Activity: For the word "barrier", search the records and show each line in which it occurs.

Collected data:
use crate::Result;

/// Environment variable that forces the serial fallback even when a runtime is compiled in.
pub const SERIAL_ENV_VAR: &str = "PROCGROUP_SERIAL";

/// Abstraction for the messaging runtime underneath a process group.
///
/// This trait allows swapping between different implementations:
/// - **MPI**: A real multi-process job launched with `mpiexec`.
/// - **Local**: Ranks running as threads of one process, connected by channels.
///
/// `all_gather` and `barrier` are collectives: every rank must call them together.
pub trait Transport: Send {
    /// Returns the rank of the current process/thread.
    fn rank(&self) -> usize;

    /// Returns the total number of processes/threads.
    fn world_size(&self) -> usize;

    /// Returns the network name of the host this rank runs on.
    fn host_name(&self) -> Result<String>;

    /// Gathers one value from every rank.
    ///
    /// The result holds `world_size()` values ordered by rank and is identical on every rank.
    fn all_gather(&self, value: u64) -> Result<Vec<u64>>;

    /// Blocks until every rank in the group has called `barrier`.
    fn barrier(&self) -> Result<()>;
}

/// Outcome of looking for a messaging runtime at startup.
pub enum TransportProbe {
    /// A runtime is up and this is our handle to it.
    Available(Box<dyn Transport>),
    /// No runtime exists; the caller runs as a single-process world.
    Unavailable,
}

impl std::fmt::Debug for TransportProbe {
    fn fmt(&self, f: &mut std::fmt::Formatter<'_>) -> std::fmt::Result {
        match self {
            Self::Available(transport) => f
                .debug_struct("Available")
                .field("rank", &transport.rank())
                .field("world_size", &transport.world_size())
                .finish(),
            Self::Unavailable => f.write_str("Unavailable"),
        }
    }
}

/// Settings consulted while probing for a runtime.
#[derive(Debug, Clone, Default, PartialEq, Eq)]
pub struct ProbeConfig {
    /// Skip the runtime entirely and report [`TransportProbe::Unavailable`].
    pub force_serial: bool,
}

impl ProbeConfig {
    /// Reads the configuration from the process environment.
    ///
    /// `PROCGROUP_SERIAL` set to `1`, `true` or `yes` (any case) forces serial mode.
    pub fn from_env() -> Self {
        let force_serial = std::env::var(SERIAL_ENV_VAR)
            .map(|value| parse_flag(&value))
            .unwrap_or(false);
        Self { force_serial }
    }
}

fn parse_flag(value: &str) -> bool {
    matches!(
        value.trim().to_ascii_lowercase().as_str(),
        "1" | "true" | "yes"
    )
}

/// Probes for a runtime using [`ProbeConfig::from_env`].
pub fn probe() -> Result<TransportProbe> {
    probe_with(&ProbeConfig::from_env())
}

/// Probes for a runtime.
///
/// # Errors
///
/// Returns `ParallelError::TransportInit` if a runtime is compiled in but fails to start.
/// A missing runtime is not an error.
pub fn probe_with(config: &ProbeConfig) -> Result<TransportProbe> {
    if config.force_serial {
        tracing::debug!("serial mode forced by configuration");
        return Ok(TransportProbe::Unavailable);
    }
    probe_runtime()
}

#[cfg(feature = "mpi")]
fn probe_runtime() -> Result<TransportProbe> {
    let backend = super::mpi_backend::MpiBackend::initialize()?;
    Ok(TransportProbe::Available(Box::new(backend)))
}

#[cfg(not(feature = "mpi"))]
fn probe_runtime() -> Result<TransportProbe> {
    tracing::debug!("built without a messaging runtime");
    Ok(TransportProbe::Unavailable)
}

Answer to this problem:
/// `all_gather` and `barrier` are collectives: every rank must call them together.
    /// Blocks until every rank in the group has called `barrier`.
    fn barrier(&self) -> Result<()>;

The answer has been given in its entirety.